Kaki tak dapat melangkah
Mata tak dapat terpejam
Tangan tak kuasa meraih
Angan-angan tak bisa lagi menerawang.

                                                                                  Ujung tombak bersimbah darah
                                                                                  Menghantarkan kepergiannya
                                                                                  Api berkobar  membakar jasad
                                                                                  Terbujur kaku yang nantinya akan menjadi abu.
    
                                                                                  Derai tangis tak ada artinya
                                                                                 1001 kisah tentang Ia yang duduk di atas awan
                                                                                  Menceritakan keagungan-Nya pada anak manusia
                                                                                  Diam sembilu membalut luka tanpa kata.
25 april 2011




HILANG
Ketika semua ingin terucap
Hati terisak, mata terbelalak, tanahku tersentak
Memoderensasikan kehidupan, mengikuti zaman modern
Tapi ingat! Hukum Tuhan tak pernah dimoderensasikan

Taruhannya akal sehat, untuk nikmat sesaat
Mengatasnamakan nasional, harusnya bisa berfikir rasional
Bak remaja, mengejar satu, meninggalkan seribu
Bisakah seperti dahulu, adat dan budaya yang dipegang teguh.
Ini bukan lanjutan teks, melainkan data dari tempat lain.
impl MemoryBackend {
    /// Create a new empty in-memory store.
    pub fn new() -> Self {
        let mut nodes = BTreeMap::new();
        nodes.insert(
            PathBuf::new(),
            Node::Directory {
                attr: FileAttr::directory(0o755),
            },
        );
        Self {
            nodes: RwLock::new(nodes),
        }
    }

    /// Seed a file (and its parents) synchronously.
    pub fn insert_file(&self, path: impl AsRef<Path>, data: impl Into<Vec<u8>>) {
        let path = Self::normalize(path.as_ref());
        let data = data.into();
        let mut nodes = self.nodes.write();
        Self::ensure_parents(&mut nodes, &path);
        let attr = FileAttr::file(data.len() as u64, 0o644);
        nodes.insert(path, Node::File { data, attr });
    }

    /// Remove leading `/`, resolve `.` and `..`.
    fn normalize(path: &Path) -> PathBuf {
        let mut result = PathBuf::new();
        for component in path.components() {
            match component {
                Component::ParentDir => {
                    result.pop();
                }
                Component::Normal(s) => result.push(s),
                Component::RootDir | Component::CurDir | Component::Prefix(_) => {}
            }
        }
        result
    }

    fn ensure_parents(nodes: &mut BTreeMap<PathBuf, Node>, path: &Path) {
        let mut current = PathBuf::new();
        for component in path.parent().into_iter().flat_map(|p| p.components()) {
            if let Component::Normal(s) = component {
                current.push(s);
                nodes.entry(current.clone()).or_insert_with(|| Node::Directory {
                    attr: FileAttr::directory(0o755),
                });
            }
        }
    }

    fn path_str(path: &Path) -> String {
        path.display().to_string()
    }

    /// Byte length `offset + len`, refused past [`MAX_FILE_SIZE`].
    fn bounded_len(path: &Path, offset: u64, len: u64) -> FsResult<usize> {
        match offset.checked_add(len) {
            Some(end) if end <= MAX_FILE_SIZE => usize::try_from(end)
                .map_err(|_| FsError::FileTooLarge(Self::path_str(path))),
            _ => Err(FsError::FileTooLarge(Self::path_str(path))),
        }
    }

    fn kind_of(node: &Node) -> FileType {
        match node {
            Node::File { .. } => FileType::File,
            Node::Directory { .. } => FileType::Directory,
            Node::Symlink { .. } => FileType::Symlink,
        }
    }
}

#[async_trait]
impl BackingStore for MemoryBackend {
    async fn stat(&self, path: &Path) -> FsResult<FileAttr> {
        let normalized = Self::normalize(path);
        self.nodes
            .read()
            .get(&normalized)
            .map(|n| n.attr().clone())
            .ok_or_else(|| FsError::not_found(Self::path_str(&normalized)))
    }

    async fn list(&self, path: &Path) -> FsResult<Vec<DirEntry>> {
        let normalized = Self::normalize(path);
        let nodes = self.nodes.read();

        match nodes.get(&normalized) {
            Some(Node::Directory { .. }) => {}
            Some(_) => return Err(FsError::not_a_directory(Self::path_str(&normalized))),
            None => return Err(FsError::not_found(Self::path_str(&normalized))),
        }

        let entries = nodes
            .iter()
            .filter(|(p, _)| *p != &normalized && p.parent() == Some(normalized.as_path()))
            .filter_map(|(p, node)| {
                p.file_name()
                    .map(|name| DirEntry::new(name.to_string_lossy(), Self::kind_of(node)))
            })
            .collect();
        Ok(entries)
    }

    async fn read(&self, path: &Path, offset: u64, size: u32) -> FsResult<Vec<u8>> {
        let normalized = Self::normalize(path);
        match self.nodes.read().get(&normalized) {
            Some(Node::File { data, .. }) => {
                let start = (offset as usize).min(data.len());
                let end = start.saturating_add(size as usize).min(data.len());
                Ok(data[start..end].to_vec())
            }
            Some(Node::Directory { .. }) => {
                Err(FsError::is_a_directory(Self::path_str(&normalized)))
            }
            Some(Node::Symlink { .. }) => Err(FsError::other("cannot read symlink as file")),
            None => Err(FsError::not_found(Self::path_str(&normalized))),
        }
    }

    async fn readlink(&self, path: &Path) -> FsResult<PathBuf> {
        let normalized = Self::normalize(path);
        match self.nodes.read().get(&normalized) {
            Some(Node::Symlink { target, .. }) => Ok(target.clone()),
            Some(_) => Err(FsError::NotASymlink(Self::path_str(&normalized))),
            None => Err(FsError::not_found(Self::path_str(&normalized))),
        }
    }

    async fn write(&self, path: &Path, offset: u64, data: &[u8]) -> FsResult<u32> {
        let normalized = Self::normalize(path);
        let mut nodes = self.nodes.write();

        match nodes.get_mut(&normalized) {
            Some(Node::File { data: contents, attr }) => {
                let end = Self::bounded_len(&normalized, offset, data.len() as u64)?;
                let offset = end - data.len();
                if end > contents.len() {
                    contents.resize(end, 0);
                }
                contents[offset..end].copy_from_slice(data);
                attr.size = contents.len() as u64;
                attr.mtime = SystemTime::now();
                Ok(data.len() as u32)
            }
            Some(Node::Directory { .. }) => {
                Err(FsError::is_a_directory(Self::path_str(&normalized)))
            }
            Some(Node::Symlink { .. }) => Err(FsError::other("cannot write to symlink")),
            None => Err(FsError::not_found(Self::path_str(&normalized))),
        }
    }

    async fn create(&self, path: &Path, mode: u32) -> FsResult<FileAttr> {
        let normalized = Self::normalize(path);
        let mut nodes = self.nodes.write();

        if nodes.contains_key(&normalized) {
            return Err(FsError::already_exists(Self::path_str(&normalized)));
        }
        Self::ensure_parents(&mut nodes, &normalized);

        let attr = FileAttr::file(0, mode);
        nodes.insert(
            normalized,
            Node::File {
                data: Vec::new(),
                attr: attr.clone(),
            },
        );
        Ok(attr)
    }

    async fn mkdir(&self, path: &Path, mode: u32) -> FsResult<FileAttr> {
        let normalized = Self::normalize(path);
        let mut nodes = self.nodes.write();

        if nodes.contains_key(&normalized) {
            return Err(FsError::already_exists(Self::path_str(&normalized)));
        }
        Self::ensure_parents(&mut nodes, &normalized);

        let attr = FileAttr::directory(mode);
        nodes.insert(normalized, Node::Directory { attr: attr.clone() });
        Ok(attr)
    }

    async fn unlink(&self, path: &Path) -> FsResult<()> {
        let normalized = Self::normalize(path);
        let mut nodes = self.nodes.write();

        match nodes.get(&normalized) {
            Some(Node::Directory { .. }) => {
                Err(FsError::is_a_directory(Self::path_str(&normalized)))
            }
            Some(_) => {
                nodes.remove(&normalized);
                Ok(())
            }
            None => Err(FsError::not_found(Self::path_str(&normalized))),
        }
    }

    async fn rmdir(&self, path: &Path) -> FsResult<()> {
        let normalized = Self::normalize(path);
        if normalized.as_os_str().is_empty() {
            return Err(FsError::permission_denied("cannot remove root"));
        }

        let mut nodes = self.nodes.write();
        match nodes.get(&normalized) {
            Some(Node::Directory { .. }) => {}
            Some(_) => return Err(FsError::not_a_directory(Self::path_str(&normalized))),
            None => return Err(FsError::not_found(Self::path_str(&normalized))),
        }

        if nodes.keys().any(|k| k.parent() == Some(normalized.as_path())) {
            return Err(FsError::directory_not_empty(Self::path_str(&normalized)));
        }

        nodes.remove(&normalized);
        Ok(())
    }

    async fn rename(&self, from: &Path, to: &Path) -> FsResult<()> {
        let from = Self::normalize(from);
        let to = Self::normalize(to);
        if from.as_os_str().is_empty() {
            return Err(FsError::permission_denied("cannot rename root"));
        }

        let mut nodes = self.nodes.write();
        let node = nodes
            .remove(&from)
            .ok_or_else(|| FsError::not_found(Self::path_str(&from)))?;

        if matches!(node, Node::Directory { .. }) {
            let children: Vec<PathBuf> = nodes
                .keys()
                .filter(|k| k.starts_with(&from))
                .cloned()
                .collect();
            for child in children {
                if let (Some(child_node), Ok(relative)) =
                    (nodes.remove(&child), child.strip_prefix(&from))
                {
                    nodes.insert(to.join(relative), child_node);
                }
            }
        }

        Self::ensure_parents(&mut nodes, &to);
        nodes.insert(to, node);
        Ok(())
    }

    async fn truncate(&self, path: &Path, size: u64) -> FsResult<()> {
        let normalized = Self::normalize(path);
        match self.nodes.write().get_mut(&normalized) {
            Some(Node::File { data, attr }) => {
                data.resize(Self::bounded_len(&normalized, size, 0)?, 0);
                attr.size = size;
                attr.mtime = SystemTime::now();
                Ok(())
            }
            Some(Node::Directory { .. }) => {
                Err(FsError::is_a_directory(Self::path_str(&normalized)))
            }
            Some(Node::Symlink { .. }) => Err(FsError::other("cannot truncate symlink")),
            None => Err(FsError::not_found(Self::path_str(&normalized))),
        }
    }

    async fn setattr(&self, path: &Path, set: SetAttr) -> FsResult<FileAttr> {
        let normalized = Self::normalize(path);
        let mut nodes = self.nodes.write();
        let node = nodes
            .get_mut(&normalized)
            .ok_or_else(|| FsError::not_found(Self::path_str(&normalized)))?;

        if let (Some(size), Node::File { data, attr }) = (set.size, &mut *node) {
            data.resize(Self::bounded_len(&normalized, size, 0)?, 0);
            attr.size = size;
        }

        let attr = node.attr_mut();
        if let Some(mtime) = set.mtime {
            attr.mtime = mtime;
        }
        if let Some(atime) = set.atime {
            attr.atime = Some(atime);
        }
        if let Some(perm) = set.perm {
            attr.perm = perm;
        }
        if let Some(uid) = set.uid {
            attr.uid = Some(uid);
        }
        if let Some(gid) = set.gid {
            attr.gid = Some(gid);
        }
        Ok(attr.clone())
    }

    async fn symlink(&self, path: &Path, target: &Path) -> FsResult<FileAttr> {
        let normalized = Self::normalize(path);
        let mut nodes = self.nodes.write();

        if nodes.contains_key(&normalized) {
            return Err(FsError::already_exists(Self::path_str(&normalized)));
        }
        Self::ensure_parents(&mut nodes, &normalized);

        let attr = FileAttr::symlink(target.as_os_str().len() as u64);
        nodes.insert(
            normalized,
            Node::Symlink {
                target: target.to_path_buf(),
                attr: attr.clone(),
            },
        );
        Ok(attr)
    }

    fn read_only(&self) -> bool {
        false
    }

    async fn statfs(&self) -> FsResult<StatFs> {
        Ok(StatFs::default())
    }
}
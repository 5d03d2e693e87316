//! Reserved-name classification.
//!
//! Decides, without I/O, whether a path belongs to the `.utopfs` control
//! subtree or to the backing store. The dispatcher classifies each request
//! exactly once and matches on the result.

use std::path::{Component, Path, PathBuf};

/// Name of the control directory at the mount root.
pub const RESERVED_NAME: &str = ".utopfs";

/// Which namespace a path resolves into.
#[derive(Debug, Clone, PartialEq, Eq)]
pub enum PathClassification {
    /// Inside the control subtree; carries the path below `.utopfs`
    /// (empty for the directory itself).
    Control(PathBuf),
    /// Backing store path, normalized and relative to the mount root.
    Real(PathBuf),
    /// A backing store root entry named `.utopfs`. The control subtree
    /// shadows it; it is never served.
    ReservedCollision(PathBuf),
}

impl PathClassification {
    /// True for paths served by the control provider.
    pub fn is_control(&self) -> bool {
        matches!(self, PathClassification::Control(_))
    }

    /// The relative path carried by the classification.
    pub fn relative(&self) -> &Path {
        match self {
            PathClassification::Control(p)
            | PathClassification::Real(p)
            | PathClassification::ReservedCollision(p) => p,
        }
    }
}

/// Lexically normalize a mount-relative path.
///
/// Drops the root, `.` and empty segments; `..` pops (and saturates at the
/// mount root).
pub fn normalize(path: &Path) -> PathBuf {
    let mut out = PathBuf::new();
    for component in path.components() {
        match component {
            Component::Normal(s) => out.push(s),
            Component::ParentDir => {
                out.pop();
            }
            Component::RootDir | Component::CurDir | Component::Prefix(_) => {}
        }
    }
    out
}

/// Classify a request path.
///
/// A first segment equal to [`RESERVED_NAME`] selects the control subtree;
/// everything else is real. Never returns `ReservedCollision`, because the
/// reserved name always wins for lookups.
pub fn classify(path: &Path) -> PathClassification {
    let normalized = normalize(path);
    let mut components = normalized.components();
    match components.next() {
        Some(Component::Normal(first)) if first == RESERVED_NAME => {
            PathClassification::Control(components.as_path().to_path_buf())
        }
        _ => PathClassification::Real(normalized),
    }
}

/// Classify one entry of a backing store listing of `dir`.
///
/// Returns `ReservedCollision` for a root entry named `.utopfs`.
pub fn classify_listing(dir: &Path, name: &str) -> PathClassification {
    let dir = normalize(dir);
    if dir.as_os_str().is_empty() && name == RESERVED_NAME {
        PathClassification::ReservedCollision(PathBuf::from(name))
    } else {
        PathClassification::Real(dir.join(name))
    }
}

#[cfg(test)]
mod tests {
    use super::*;

    #[test]
    fn test_reserved_first_segment_is_control() {
        let cases = [
            (".utopfs", ""),
            ("/.utopfs", ""),
            (".utopfs/", ""),
            ("/.utopfs/version", "version"),
            ("./.utopfs/stats", "stats"),
            ("//.utopfs//version", "version"),
            (".utopfs/nope/deeper", "nope/deeper"),
        ];
        for (input, rest) in cases {
            assert_eq!(
                classify(Path::new(input)),
                PathClassification::Control(PathBuf::from(rest)),
                "input {input:?}"
            );
        }
    }

    #[test]
    fn test_everything_else_is_real() {
        let cases = [
            ("", ""),
            ("/", ""),
            ("docs/a.txt", "docs/a.txt"),
            ("/docs/.utopfs", "docs/.utopfs"),
            (".utopfsx", ".utopfsx"),
            ("utopfs", "utopfs"),
            (".UTOPFS/version", ".UTOPFS/version"),
        ];
        for (input, expected) in cases {
            assert_eq!(
                classify(Path::new(input)),
                PathClassification::Real(PathBuf::from(expected)),
                "input {input:?}"
            );
        }
    }

    #[test]
    fn test_parent_dir_saturates_at_root() {
        assert!(classify(Path::new("../.utopfs/version")).is_control());
        assert!(classify(Path::new("docs/../.utopfs")).is_control());
        assert_eq!(
            classify(Path::new("docs/../a")),
            PathClassification::Real(PathBuf::from("a"))
        );
    }

    #[test]
    fn test_listing_collision_only_at_root() {
        assert_eq!(
            classify_listing(Path::new(""), RESERVED_NAME),
            PathClassification::ReservedCollision(PathBuf::from(RESERVED_NAME))
        );
        assert_eq!(
            classify_listing(Path::new("sub"), RESERVED_NAME),
            PathClassification::Real(PathBuf::from("sub/.utopfs"))
        );
        assert_eq!(
            classify_listing(Path::new("/"), "a.txt").relative(),
            Path::new("a.txt")
        );
    }
}
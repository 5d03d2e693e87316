//! Backing store contract.
//!
//! The storage engine behind real files is an external collaborator. The
//! namespace layer reaches it only through [`BackingStore`], path-based with
//! explicit offset/size so no handle state crosses the boundary.

use async_trait::async_trait;
use std::path::{Path, PathBuf};

use super::types::{DirEntry, FileAttr, SetAttr, StatFs};
use super::{FsError, FsResult};

/// Metadata for a real path, as returned by [`BackingStore::lookup`].
///
/// Opaque to the namespace layer beyond the attributes it carries.
#[derive(Debug, Clone, PartialEq)]
pub struct BackingEntry {
    /// Path relative to the store root.
    pub path: PathBuf,
    /// Attributes reported by the store.
    pub attr: FileAttr,
}

/// Storage engine behind the real tree.
///
/// Paths are always relative to the store's root; an empty path is the
/// root itself. Only the read side is required. Mutating operations default
/// to [`FsError::ReadOnly`] so a read-only engine implements four methods.
///
/// Failures are opaque to callers above: the dispatcher forwards whatever
/// error a store returns without reinterpreting it.
#[async_trait]
pub trait BackingStore: Send + Sync {
    // ========================================================================
    // Reading
    // ========================================================================

    /// Get file attributes.
    async fn stat(&self, path: &Path) -> FsResult<FileAttr>;

    /// List directory entries, ordered by name.
    async fn list(&self, path: &Path) -> FsResult<Vec<DirEntry>>;

    /// Read up to `size` bytes starting at `offset`.
    ///
    /// Returns fewer bytes if EOF is reached.
    async fn read(&self, path: &Path, offset: u64, size: u32) -> FsResult<Vec<u8>>;

    /// Resolve a path to an entry.
    async fn lookup(&self, path: &Path) -> FsResult<BackingEntry> {
        let attr = self.stat(path).await?;
        Ok(BackingEntry {
            path: path.to_path_buf(),
            attr,
        })
    }

    /// Read symbolic link target.
    async fn readlink(&self, path: &Path) -> FsResult<PathBuf> {
        Err(FsError::NotASymlink(path.display().to_string()))
    }

    /// Confirm the store is reachable and initialized.
    ///
    /// Called once while a mount is in `Mounting`; an error aborts the mount.
    async fn probe(&self) -> FsResult<()> {
        let root = self.stat(Path::new("")).await?;
        if root.is_dir() {
            Ok(())
        } else {
            Err(FsError::not_a_directory("<store root>"))
        }
    }

    // ========================================================================
    // Writing
    // ========================================================================

    /// Write `data` at `offset`, returning the number of bytes written.
    async fn write(&self, _path: &Path, _offset: u64, _data: &[u8]) -> FsResult<u32> {
        Err(FsError::ReadOnly)
    }

    /// Create a new, empty regular file.
    async fn create(&self, _path: &Path, _mode: u32) -> FsResult<FileAttr> {
        Err(FsError::ReadOnly)
    }

    /// Create a new directory.
    async fn mkdir(&self, _path: &Path, _mode: u32) -> FsResult<FileAttr> {
        Err(FsError::ReadOnly)
    }

    /// Remove a file.
    async fn unlink(&self, _path: &Path) -> FsResult<()> {
        Err(FsError::ReadOnly)
    }

    /// Remove an empty directory.
    async fn rmdir(&self, _path: &Path) -> FsResult<()> {
        Err(FsError::ReadOnly)
    }

    /// Rename a file or directory.
    async fn rename(&self, _from: &Path, _to: &Path) -> FsResult<()> {
        Err(FsError::ReadOnly)
    }

    /// Truncate a file to the specified size.
    async fn truncate(&self, _path: &Path, _size: u64) -> FsResult<()> {
        Err(FsError::ReadOnly)
    }

    /// Set file attributes.
    async fn setattr(&self, _path: &Path, _attr: SetAttr) -> FsResult<FileAttr> {
        Err(FsError::ReadOnly)
    }

    /// Create a symbolic link at `path` pointing to `target`.
    async fn symlink(&self, _path: &Path, _target: &Path) -> FsResult<FileAttr> {
        Err(FsError::ReadOnly)
    }

    // ========================================================================
    // Metadata
    // ========================================================================

    /// Returns true if this store rejects every mutation.
    fn read_only(&self) -> bool {
        true
    }

    /// Get filesystem statistics.
    async fn statfs(&self) -> FsResult<StatFs> {
        Ok(StatFs::default())
    }
}
//! # utopfs-kernel
//!
//! Core of the utopfs mount: a real tree served from a backing store, with
//! a reserved `.utopfs` control directory at the root.
//!
//! - [`vfs`] - path-based filesystem types, errors and the backing store
//!   contract
//! - [`namespace`] - reserved-name classification, control files, dispatch
//! - [`mount`] - mount lifecycle, request admission and drain
//! - [`stats`] - per-mount operation counters

pub mod mount;
pub mod namespace;
pub mod stats;
pub mod vfs;

pub use mount::{
    DetachedBridge, KernelBridge, LifecycleState, MountError, MountHandle, MountManager,
    MountOptions, UnmountError,
};
pub use namespace::{Dispatcher, PathClassification, RESERVED_NAME, classify};
pub use stats::{FsStats, StatsSnapshot};
pub use vfs::{
    BackingStore, DirEntry, FileAttr, FileType, FsError, FsResult, LocalBackend, MemoryBackend,
    OpenFlags, SetAttr, StatFs,
};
Puisi ini selalu bisa menghasilkan tawa, gaya bahasanya, perbendaharaan katanya, terlalu kekanak-kanakan, tapi yah dulukan saya memang masih anak-anak labil. Saya sih cukup bersyukur pernah membuat karya (yang biasa) di masa labil saya dulu. Anehnya sekarang seolah-olah ilham yang ada di kepala selalu menguap sebelum sempat dituangkan dalam bentuk tulisan, ada apa ini?. Sepertinya benar, masa labil itu sarat akan produktifitas, atau mungkin karena sekarang saya sudah tidak labil, makanya kurang produktif lagi? Atau masih labil, tapi kadar kelabilan saya sudah menurun? Haaa sempat saya berfikir apa saya harus menjadi remaja yang labil seperti dulu. Tapi saya harus akui semenjak menjajaki masa SMA, rasanya hari-hari itu hanya untuk mengerjakan tugas, tugas, tugas, dan tugas (nah, malah curhat).